--- Problem description ---
Scan the entries below and give the number of lines containing "NormalizedPayout", with no accompanying words.

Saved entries
*** Begin section ***

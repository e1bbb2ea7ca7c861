//! Row normalizer: validated raw rows -> typed payouts, newest first.

use payouts_core::time::parse_payout_date;
use payouts_core::{NormalizedPayout, PayoutError, Result};

use crate::types::{CARD_BRAND, NET, PAYOUT_DATE, PAYOUT_STATUS, RawRow, TYPE};
use crate::validate::{parse_net, validate};

/// Convert a validated batch into payouts sorted descending by date.
///
/// Rows are not re-validated. A row that still cannot be parsed (for example
/// `2024-02-30`, which has the right layout but is not a real date) means the
/// caller skipped validation or the batch is inconsistent, and is reported as
/// `ProcessingFailure` instead of being dropped.
pub fn normalize(rows: &[RawRow]) -> Result<Vec<NormalizedPayout>> {
    let mut payouts = rows
        .iter()
        .enumerate()
        .map(|(i, row)| normalize_row(row, i + 1))
        .collect::<Result<Vec<_>>>()?;

    // Stable: same-day payouts keep their export order.
    payouts.sort_by(|a, b| b.date.cmp(&a.date));

    log::debug!("Normalized {} payouts", payouts.len());
    Ok(payouts)
}

fn normalize_row(row: &RawRow, row_number: usize) -> Result<NormalizedPayout> {
    let date = parse_payout_date(row.field(PAYOUT_DATE)).ok_or_else(|| {
        PayoutError::ProcessingFailure(format!(
            "row {}: unparseable payout date {:?}",
            row_number,
            row.field(PAYOUT_DATE)
        ))
    })?;

    let net = parse_net(row.field(NET)).ok_or_else(|| {
        PayoutError::ProcessingFailure(format!(
            "row {}: unparseable net amount {:?}",
            row_number,
            row.field(NET)
        ))
    })?;

    Ok(NormalizedPayout::new(
        date,
        net,
        row.field(TYPE).to_lowercase(),
        row.field(CARD_BRAND),
        row.field(PAYOUT_STATUS).to_lowercase(),
    ))
}

/// Validate, then normalize. Either the whole batch comes back or nothing does.
pub fn process(rows: &[RawRow]) -> Result<Vec<NormalizedPayout>> {
    validate(rows)?;
    normalize(rows)
}

#[cfg(test)]
mod tests {
    use super::*;
    use chrono::NaiveDate;
    use payouts_core::ValidationError;

    fn row(date: &str, net: &str, kind: &str, brand: &str, status: Option<&str>) -> RawRow {
        let mut r: RawRow = [
            (PAYOUT_DATE, date),
            (NET, net),
            (TYPE, kind),
            (CARD_BRAND, brand),
        ]
        .into_iter()
        .collect();
        if let Some(s) = status {
            r.insert(PAYOUT_STATUS, s);
        }
        r
    }

    fn ymd(y: i32, m: u32, d: u32) -> NaiveDate {
        NaiveDate::from_ymd_opt(y, m, d).unwrap()
    }

    #[test]
    fn test_normalizes_fields() {
        let rows = vec![row("2024-01-10", "-20.5", "Refund", "MasterCard", Some("In_Transit"))];
        let payouts = normalize(&rows).unwrap();
        assert_eq!(payouts.len(), 1);
        let p = &payouts[0];
        assert_eq!(p.date, ymd(2024, 1, 10));
        assert_eq!(p.net, -20.5);
        assert_eq!(p.payout_type, "refund");
        assert_eq!(p.card_brand, "MasterCard");
        assert_eq!(p.payout_status, "in_transit");
    }

    #[test]
    fn test_missing_status_defaults_to_empty() {
        let payouts = normalize(&[row("2024-01-10", "1", "Sale", "Visa", None)]).unwrap();
        assert_eq!(payouts[0].payout_status, "");
    }

    #[test]
    fn test_sorted_descending_and_stable() {
        let rows = vec![
            row("2024-01-09", "1", "a", "Visa", None),
            row("2024-01-11", "2", "b", "Visa", None),
            row("2024-01-09", "3", "c", "Visa", None),
            row("2024-01-10", "4", "d", "Visa", None),
        ];
        let payouts = normalize(&rows).unwrap();
        assert_eq!(payouts.len(), rows.len());
        let types: Vec<_> = payouts.iter().map(|p| p.payout_type.as_str()).collect();
        assert_eq!(types, vec!["b", "d", "a", "c"]);
        assert!(payouts.windows(2).all(|w| w[0].date >= w[1].date));
    }

    #[test]
    fn test_impossible_date_is_processing_failure() {
        let err = normalize(&[row("2024-02-30", "1", "Sale", "Visa", None)]).unwrap_err();
        assert!(matches!(err, PayoutError::ProcessingFailure(_)));
    }

    #[test]
    fn test_process_refuses_invalid_batch() {
        let rows = vec![
            row("2024-01-10", "1", "Sale", "Visa", None),
            row("2024-01-10", "oops", "Sale", "Visa", None),
        ];
        let err = process(&rows).unwrap_err();
        assert!(matches!(
            err,
            PayoutError::Validation(ValidationError::InvalidAmount { row: 2 })
        ));
    }

    #[test]
    fn test_process_valid_batch() {
        let rows = vec![
            row("2024-01-10", "100", "Sale", "Visa", None),
            row("2024-01-10", "-20", "Refund", "Visa", None),
        ];
        assert_eq!(process(&rows).unwrap().len(), 2);
    }
}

*** End section ***

--- Reply to the exercise ---
5